Indian downstream (Chennai refiners, Rishabh Triexim LLP)
Indian downstream (Chennai refiners, Rishabh Triexim LLP)
OFAC's 28 May designation of Chennai-based Bagrecha and Rishabh Triexim is the first time a named Indian end-buyer has been placed on the SDN list in this enforcement cycle; it raises the compliance exposure of Indian financial institutions handling Iranian crude payments and is expected to recalibrate risk appetite among Indian trading houses running the discounted-crude circuit.
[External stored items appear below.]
//! NeoVM opcode table.
//!
//! Discriminants match the real Neo N3 virtual machine instruction set
//! bit-for-bit; every worked hex example in the specification this crate
//! implements decodes correctly against this table.

use neo_error::CodecError;
use num_enum::{IntoPrimitive, TryFromPrimitive};
use std::fmt;

/// NeoVM instruction opcodes.
#[derive(Debug, Clone, Copy, PartialEq, Eq, Hash, IntoPrimitive, TryFromPrimitive)]
#[repr(u8)]
pub enum OpCode {
	// Constants
	PushInt8 = 0x00,
	PushInt16 = 0x01,
	PushInt32 = 0x02,
	PushInt64 = 0x03,
	PushInt128 = 0x04,
	PushInt256 = 0x05,
	PushTrue = 0x08,
	PushFalse = 0x09,
	PushA = 0x0A,
	PushNull = 0x0B,
	PushData1 = 0x0C,
	PushData2 = 0x0D,
	PushData4 = 0x0E,
	PushM1 = 0x0F,
	Push0 = 0x10,
	Push1 = 0x11,
	Push2 = 0x12,
	Push3 = 0x13,
	Push4 = 0x14,
	Push5 = 0x15,
	Push6 = 0x16,
	Push7 = 0x17,
	Push8 = 0x18,
	Push9 = 0x19,
	Push10 = 0x1A,
	Push11 = 0x1B,
	Push12 = 0x1C,
	Push13 = 0x1D,
	Push14 = 0x1E,
	Push15 = 0x1F,
	Push16 = 0x20,

	// Flow control
	Nop = 0x21,
	Jmp = 0x22,
	JmpL = 0x23,
	JmpIf = 0x24,
	JmpIfL = 0x25,
	JmpIfNot = 0x26,
	JmpIfNotL = 0x27,
	JmpEq = 0x28,
	JmpEqL = 0x29,
	JmpNe = 0x2A,
	JmpNeL = 0x2B,
	JmpGt = 0x2C,
	JmpGtL = 0x2D,
	JmpGe = 0x2E,
	JmpGeL = 0x2F,
	JmpLt = 0x30,
	JmpLtL = 0x31,
	JmpLe = 0x32,
	JmpLeL = 0x33,
	Call = 0x34,
	CallL = 0x35,
	CallA = 0x36,
	CallT = 0x37,
	Abort = 0x38,
	Assert = 0x39,
	Throw = 0x3A,
	Try = 0x3B,
	TryL = 0x3C,
	EndTry = 0x3D,
	EndTryL = 0x3E,
	EndFinally = 0x3F,
	Ret = 0x40,
	Syscall = 0x41,

	// Stack
	Depth = 0x43,
	Drop = 0x45,
	Nip = 0x46,
	XDrop = 0x48,
	Clear = 0x49,
	Dup = 0x4A,
	Over = 0x4B,
	Pick = 0x4D,
	Tuck = 0x4E,
	Swap = 0x50,
	Rot = 0x51,
	Roll = 0x52,
	Reverse3 = 0x53,
	Reverse4 = 0x54,
	ReverseN = 0x55,

	// Slots
	InitSSlot = 0x56,
	InitSlot = 0x57,
	LdSFld0 = 0x58,
	LdSFld1 = 0x59,
	LdSFld2 = 0x5A,
	LdSFld3 = 0x5B,
	LdSFld4 = 0x5C,
	LdSFld5 = 0x5D,
	LdSFld6 = 0x5E,
	LdSFld = 0x5F,
	StSFld0 = 0x60,
	StSFld1 = 0x61,
	StSFld2 = 0x62,
	StSFld3 = 0x63,
	StSFld4 = 0x64,
	StSFld5 = 0x65,
	StSFld6 = 0x66,
	StSFld = 0x67,
	LdLoc0 = 0x68,
	LdLoc1 = 0x69,
	LdLoc2 = 0x6A,
	LdLoc3 = 0x6B,
	LdLoc4 = 0x6C,
	LdLoc5 = 0x6D,
	LdLoc6 = 0x6E,
	LdLoc = 0x6F,
	StLoc0 = 0x70,
	StLoc1 = 0x71,
	StLoc2 = 0x72,
	StLoc3 = 0x73,
	StLoc4 = 0x74,
	StLoc5 = 0x75,
	StLoc6 = 0x76,
	StLoc = 0x77,
	LdArg0 = 0x78,
	LdArg1 = 0x79,
	LdArg2 = 0x7A,
	LdArg3 = 0x7B,
	LdArg4 = 0x7C,
	LdArg5 = 0x7D,
	LdArg6 = 0x7E,
	LdArg = 0x7F,
	StArg0 = 0x80,
	StArg1 = 0x81,
	StArg2 = 0x82,
	StArg3 = 0x83,
	StArg4 = 0x84,
	StArg5 = 0x85,
	StArg6 = 0x86,
	StArg = 0x87,

	// Splice
	NewBuffer = 0x88,
	MemCpy = 0x89,
	Cat = 0x8B,
	SubStr = 0x8C,
	Left = 0x8D,
	Right = 0x8E,

	// Bitwise logic
	Invert = 0x90,
	And = 0x91,
	Or = 0x92,
	Xor = 0x93,
	Equal = 0x97,
	NotEqual = 0x98,

	// Arithmetic
	Sign = 0x99,
	Abs = 0x9A,
	Negate = 0x9B,
	Inc = 0x9C,
	Dec = 0x9D,
	Add = 0x9E,
	Sub = 0x9F,
	Mul = 0xA0,
	Div = 0xA1,
	Mod = 0xA2,
	Pow = 0xA3,
	Sqrt = 0xA4,
	ModMul = 0xA5,
	ModPow = 0xA6,
	Shl = 0xA8,
	Shr = 0xA9,
	Not = 0xAA,
	BoolAnd = 0xAB,
	BoolOr = 0xAC,
	Nz = 0xB1,
	NumEqual = 0xB3,
	NumNotEqual = 0xB4,
	Lt = 0xB5,
	Le = 0xB6,
	Gt = 0xB7,
	Ge = 0xB8,
	Min = 0xB9,
	Max = 0xBA,
	Within = 0xBB,

	// Compound-type
	PackMap = 0xBE,
	PackStruct = 0xBF,
	Pack = 0xC0,
	Unpack = 0xC1,
	NewArray0 = 0xC2,
	NewArray = 0xC3,
	NewArrayT = 0xC4,
	NewStruct0 = 0xC5,
	NewStruct = 0xC6,
	NewMap = 0xC8,
	Size = 0xCA,
	HasKey = 0xCB,
	Keys = 0xCC,
	Values = 0xCD,
	PickItem = 0xCE,
	Append = 0xCF,
	SetItem = 0xD0,
	ReverseItems = 0xD1,
	Remove = 0xD2,
	ClearItems = 0xD3,
	PopItem = 0xD4,

	// Types
	IsNull = 0xD8,
	IsType = 0xD9,
	Convert = 0xDB,

	// Extensions
	AbortMsg = 0xE0,
	AssertMsg = 0xE1,
}

impl OpCode {
	/// The raw opcode byte.
	pub fn opcode(&self) -> u8 {
		(*self).into()
	}

	/// Lowercase hex representation of the opcode byte, e.g. `"0c"`.
	pub fn to_hex_string(&self) -> String {
		format!("{:02x}", self.opcode())
	}

	/// Size in bytes of the fixed operand following this opcode, if any.
	///
	/// Variable-length operands (`PUSHDATA*`, `SYSCALL`'s 4-byte hash is
	/// fixed and counted here; the payload itself is not) are documented
	/// per-variant; `None` means the opcode takes no operand at all.
	pub fn operand_size(&self) -> Option<usize> {
		use OpCode::*;
		match self {
			PushInt8 => Some(1),
			PushInt16 => Some(2),
			PushInt32 => Some(4),
			PushInt64 => Some(8),
			PushInt128 => Some(16),
			PushInt256 => Some(32),
			PushData1 => Some(1), // length byte; payload follows separately
			PushData2 => Some(2),
			PushData4 => Some(4),
			Jmp | JmpIf | JmpIfNot | JmpEq | JmpNe | JmpGt | JmpGe | JmpLt | JmpLe | Call
			| EndTry => Some(1),
			JmpL | JmpIfL | JmpIfNotL | JmpEqL | JmpNeL | JmpGtL | JmpGeL | JmpLtL | JmpLeL
			| CallL | EndTryL => Some(4),
			CallA => None,
			CallT => Some(2),
			Try => Some(2),
			TryL => Some(8),
			Syscall => Some(4),
			InitSSlot => Some(1),
			InitSlot => Some(2),
			LdSFld | StSFld | LdLoc | StLoc | LdArg | StArg => Some(1),
			NewArrayT | IsType | Convert => Some(1),
			Pick | Roll | ReverseN => None,
			_ => None,
		}
	}
}

impl fmt::Display for OpCode {
	fn fmt(&self, f: &mut fmt::Formatter<'_>) -> fmt::Result {
		write!(f, "{:?}", self)
	}
}

impl TryFrom<u8> for &OpCode {
	type Error = CodecError;

	fn try_from(_value: u8) -> Result<Self, Self::Error> {
		unreachable!("use OpCode::try_from(u8) -> Result<OpCode, _> instead")
	}
}

#[cfg(test)]
mod tests {
	use super::*;

	#[test]
	fn protocol_accurate_values() {
		assert_eq!(OpCode::PushData1.opcode(), 0x0c);
		assert_eq!(OpCode::Syscall.opcode(), 0x41);
		assert_eq!(OpCode::Push0.opcode(), 0x10);
		assert_eq!(OpCode::PushM1.opcode(), 0x0f);
		assert_eq!(OpCode::Push16.opcode(), 0x20);
		assert_eq!(OpCode::InitSSlot.opcode(), 0x56);
		assert_eq!(OpCode::InitSlot.opcode(), 0x57);
		assert_eq!(OpCode::Ret.opcode(), 0x40);
	}

	#[test]
	fn round_trips_through_try_from() {
		for raw in 0u8..=255 {
			if let Ok(op) = OpCode::try_from(raw) {
				assert_eq!(op.opcode(), raw);
			}
		}
	}
}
Rosneft / Russian export ministry
Rosneft / Russian export ministry
Each hull listing under the EU 21st package and each Iran SDN action tightens the grey-tonnage pool that Russian crude depends on post-GL134B; the re-flagging and hull-substitution response to prior packages has a longer lead time than the pace of new listings, so the freight premium on compliant Baltic Aframax tonnage widens before Moscow can respond.
EU Council sanctions directorate
EU Council sanctions directorate
The 21st package's choice of shadow-fleet listings and bank restrictions over a price-cap revision reflects the carry-not-cap doctrine that survived the April unanimity failure; the Brussels directorate routes pressure through freight and financing costs rather than cap arithmetic, compounding OFAC's tonnage-pool drain without requiring G7 consensus on a new cap number.
Med refiner (ISAB / Priolo Gargallo operators)
Med refiner (ISAB / Priolo Gargallo operators)
Six consecutive GL rollovers without a completed sale leave ISAB running under a sanctions-perimeter procurement overhang; no commercial buyer can meet FAQ 1224's blocked-account condition at sub-$95 Brent without sovereign backing, so the Italian complex continues processing Adriatic sour grades under contingent authorisation with no clear exit.
OFAC / US Treasury
OFAC / US Treasury
GL 131F's sixth extension and the simultaneous 28 May Iran SDN action reflect OFAC's dual-programme cadence: authorise-without-compelling on the Russian refinery track, while closing the final buyer leg on the Iranian crude circuit. The compound June calendar is the deliberate architecture, not an oversight.